[[ Input, beginning ]]
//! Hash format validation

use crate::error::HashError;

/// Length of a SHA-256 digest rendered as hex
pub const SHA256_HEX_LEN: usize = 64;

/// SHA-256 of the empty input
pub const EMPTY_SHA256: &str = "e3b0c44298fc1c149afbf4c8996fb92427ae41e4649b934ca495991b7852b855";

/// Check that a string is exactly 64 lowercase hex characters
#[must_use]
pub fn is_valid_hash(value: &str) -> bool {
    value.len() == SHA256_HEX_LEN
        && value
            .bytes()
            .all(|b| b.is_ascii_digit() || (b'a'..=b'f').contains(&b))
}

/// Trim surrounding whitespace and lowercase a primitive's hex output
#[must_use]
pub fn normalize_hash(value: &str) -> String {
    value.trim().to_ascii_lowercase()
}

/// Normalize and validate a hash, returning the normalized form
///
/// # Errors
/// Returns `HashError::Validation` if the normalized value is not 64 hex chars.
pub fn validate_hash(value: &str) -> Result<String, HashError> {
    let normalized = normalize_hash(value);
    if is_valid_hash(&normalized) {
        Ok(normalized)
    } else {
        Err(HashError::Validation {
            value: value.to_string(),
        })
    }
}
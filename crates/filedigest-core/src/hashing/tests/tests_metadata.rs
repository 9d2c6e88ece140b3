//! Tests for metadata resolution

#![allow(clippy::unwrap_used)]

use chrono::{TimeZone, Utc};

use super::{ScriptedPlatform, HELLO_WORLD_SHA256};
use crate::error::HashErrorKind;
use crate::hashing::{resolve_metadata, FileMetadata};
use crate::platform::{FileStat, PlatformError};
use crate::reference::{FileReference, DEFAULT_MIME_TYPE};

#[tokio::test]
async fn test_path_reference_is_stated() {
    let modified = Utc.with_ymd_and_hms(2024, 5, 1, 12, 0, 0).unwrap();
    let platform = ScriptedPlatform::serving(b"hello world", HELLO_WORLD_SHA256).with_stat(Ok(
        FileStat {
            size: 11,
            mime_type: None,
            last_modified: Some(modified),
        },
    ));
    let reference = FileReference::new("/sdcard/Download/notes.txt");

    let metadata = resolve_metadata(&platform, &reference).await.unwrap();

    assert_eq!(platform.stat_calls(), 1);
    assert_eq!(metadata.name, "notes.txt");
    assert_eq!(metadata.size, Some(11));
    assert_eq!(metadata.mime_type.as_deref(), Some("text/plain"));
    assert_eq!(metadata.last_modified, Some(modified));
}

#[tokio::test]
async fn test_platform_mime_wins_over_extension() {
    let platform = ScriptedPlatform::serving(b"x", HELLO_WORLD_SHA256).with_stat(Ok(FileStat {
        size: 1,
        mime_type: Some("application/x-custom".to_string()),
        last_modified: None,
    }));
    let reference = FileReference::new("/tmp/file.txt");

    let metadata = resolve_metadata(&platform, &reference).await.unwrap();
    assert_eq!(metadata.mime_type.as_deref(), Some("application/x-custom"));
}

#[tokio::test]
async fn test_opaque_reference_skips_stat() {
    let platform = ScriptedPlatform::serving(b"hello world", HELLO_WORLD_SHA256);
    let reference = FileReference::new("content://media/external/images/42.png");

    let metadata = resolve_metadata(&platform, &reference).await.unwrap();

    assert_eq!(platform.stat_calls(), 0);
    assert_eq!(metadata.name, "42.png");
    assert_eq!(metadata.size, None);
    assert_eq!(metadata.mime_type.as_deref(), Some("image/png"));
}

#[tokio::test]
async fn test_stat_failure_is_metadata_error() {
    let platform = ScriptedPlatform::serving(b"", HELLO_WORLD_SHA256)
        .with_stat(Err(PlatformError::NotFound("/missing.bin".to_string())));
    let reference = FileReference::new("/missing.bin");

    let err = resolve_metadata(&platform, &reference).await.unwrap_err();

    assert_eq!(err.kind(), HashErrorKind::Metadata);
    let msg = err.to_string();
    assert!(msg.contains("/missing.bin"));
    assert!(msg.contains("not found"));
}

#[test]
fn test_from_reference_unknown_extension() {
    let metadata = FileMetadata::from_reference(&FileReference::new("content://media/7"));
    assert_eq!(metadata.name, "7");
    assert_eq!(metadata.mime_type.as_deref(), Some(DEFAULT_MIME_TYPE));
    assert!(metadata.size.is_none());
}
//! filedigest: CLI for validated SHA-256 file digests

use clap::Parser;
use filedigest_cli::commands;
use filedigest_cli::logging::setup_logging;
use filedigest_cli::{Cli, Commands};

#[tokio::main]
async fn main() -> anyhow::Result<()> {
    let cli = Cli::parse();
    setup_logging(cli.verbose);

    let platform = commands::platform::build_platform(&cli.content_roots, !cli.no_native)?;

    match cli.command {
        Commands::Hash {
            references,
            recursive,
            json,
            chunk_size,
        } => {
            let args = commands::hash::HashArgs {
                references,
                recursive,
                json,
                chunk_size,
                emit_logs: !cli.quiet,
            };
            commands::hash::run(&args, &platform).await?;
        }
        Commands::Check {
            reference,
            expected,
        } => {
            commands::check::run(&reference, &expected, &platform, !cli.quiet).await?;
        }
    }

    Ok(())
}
[[ Input, end ]]
[[ Input, beginning ]]
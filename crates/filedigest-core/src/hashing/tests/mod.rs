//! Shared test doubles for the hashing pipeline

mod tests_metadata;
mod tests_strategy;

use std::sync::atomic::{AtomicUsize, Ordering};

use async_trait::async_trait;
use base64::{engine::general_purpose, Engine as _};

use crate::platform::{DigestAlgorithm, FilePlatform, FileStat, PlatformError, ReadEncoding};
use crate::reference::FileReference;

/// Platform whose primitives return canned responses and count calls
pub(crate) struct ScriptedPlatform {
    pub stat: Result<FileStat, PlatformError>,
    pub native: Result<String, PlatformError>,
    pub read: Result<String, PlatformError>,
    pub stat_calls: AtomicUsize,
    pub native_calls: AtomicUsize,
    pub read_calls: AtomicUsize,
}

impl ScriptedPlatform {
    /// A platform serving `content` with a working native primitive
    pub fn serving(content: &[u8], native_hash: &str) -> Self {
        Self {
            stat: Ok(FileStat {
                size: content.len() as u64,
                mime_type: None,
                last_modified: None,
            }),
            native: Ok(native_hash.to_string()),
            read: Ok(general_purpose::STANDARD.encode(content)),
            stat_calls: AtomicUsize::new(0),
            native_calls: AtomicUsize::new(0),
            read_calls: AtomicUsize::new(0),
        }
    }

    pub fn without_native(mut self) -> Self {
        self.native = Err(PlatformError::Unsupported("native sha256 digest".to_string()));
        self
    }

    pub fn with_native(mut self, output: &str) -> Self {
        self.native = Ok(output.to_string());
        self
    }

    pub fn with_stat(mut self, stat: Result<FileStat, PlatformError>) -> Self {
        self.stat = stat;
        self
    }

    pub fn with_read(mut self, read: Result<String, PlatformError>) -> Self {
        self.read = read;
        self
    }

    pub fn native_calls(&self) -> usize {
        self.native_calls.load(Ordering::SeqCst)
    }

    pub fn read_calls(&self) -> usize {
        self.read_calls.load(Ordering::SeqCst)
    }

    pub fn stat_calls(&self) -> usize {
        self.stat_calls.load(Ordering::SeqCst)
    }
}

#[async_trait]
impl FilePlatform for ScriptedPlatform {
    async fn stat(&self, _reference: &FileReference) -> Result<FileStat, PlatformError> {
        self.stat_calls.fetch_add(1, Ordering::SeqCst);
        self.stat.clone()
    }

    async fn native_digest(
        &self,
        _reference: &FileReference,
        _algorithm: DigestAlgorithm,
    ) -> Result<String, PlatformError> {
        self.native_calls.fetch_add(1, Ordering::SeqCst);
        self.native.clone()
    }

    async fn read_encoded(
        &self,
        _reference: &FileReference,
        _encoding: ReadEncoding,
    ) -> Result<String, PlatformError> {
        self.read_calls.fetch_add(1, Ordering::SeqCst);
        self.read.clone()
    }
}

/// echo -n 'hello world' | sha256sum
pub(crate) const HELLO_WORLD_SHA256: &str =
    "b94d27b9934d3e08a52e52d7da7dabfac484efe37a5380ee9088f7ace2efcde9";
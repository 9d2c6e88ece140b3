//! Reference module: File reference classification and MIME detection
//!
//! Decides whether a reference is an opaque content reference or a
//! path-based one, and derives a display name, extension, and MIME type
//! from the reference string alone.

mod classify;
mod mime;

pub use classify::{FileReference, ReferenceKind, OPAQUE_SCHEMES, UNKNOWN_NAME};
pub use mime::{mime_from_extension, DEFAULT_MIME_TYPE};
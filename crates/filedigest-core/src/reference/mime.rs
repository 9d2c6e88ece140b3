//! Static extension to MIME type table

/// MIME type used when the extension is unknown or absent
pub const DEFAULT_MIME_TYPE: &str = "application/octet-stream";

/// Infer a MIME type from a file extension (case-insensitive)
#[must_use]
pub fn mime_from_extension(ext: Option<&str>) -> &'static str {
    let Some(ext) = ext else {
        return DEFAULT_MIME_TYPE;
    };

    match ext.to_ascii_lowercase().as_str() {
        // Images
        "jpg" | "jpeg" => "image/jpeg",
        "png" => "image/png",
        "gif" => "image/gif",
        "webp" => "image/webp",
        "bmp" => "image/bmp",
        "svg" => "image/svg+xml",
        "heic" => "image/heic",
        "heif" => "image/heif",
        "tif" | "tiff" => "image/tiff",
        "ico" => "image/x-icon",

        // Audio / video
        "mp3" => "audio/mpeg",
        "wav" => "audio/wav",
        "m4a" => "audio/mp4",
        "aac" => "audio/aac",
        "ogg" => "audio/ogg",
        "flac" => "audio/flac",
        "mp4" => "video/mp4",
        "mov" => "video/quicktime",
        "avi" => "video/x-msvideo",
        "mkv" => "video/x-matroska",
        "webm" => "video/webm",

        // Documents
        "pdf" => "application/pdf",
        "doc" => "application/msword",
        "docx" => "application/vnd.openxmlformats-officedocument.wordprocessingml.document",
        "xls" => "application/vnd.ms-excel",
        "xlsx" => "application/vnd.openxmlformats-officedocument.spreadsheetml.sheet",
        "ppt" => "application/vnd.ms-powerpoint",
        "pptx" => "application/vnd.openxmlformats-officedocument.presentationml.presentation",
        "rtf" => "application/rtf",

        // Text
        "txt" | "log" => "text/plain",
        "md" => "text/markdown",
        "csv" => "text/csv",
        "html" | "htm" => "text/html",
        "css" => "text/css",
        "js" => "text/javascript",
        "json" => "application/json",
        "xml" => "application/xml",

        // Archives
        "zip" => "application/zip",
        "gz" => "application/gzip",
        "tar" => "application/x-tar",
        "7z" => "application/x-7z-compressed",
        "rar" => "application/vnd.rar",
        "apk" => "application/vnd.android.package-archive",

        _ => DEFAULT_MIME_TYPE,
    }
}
[[ Input, end ]]
Activity: Examine the listing and count its lines containing the word "value". State the count alone.

Task answer: 9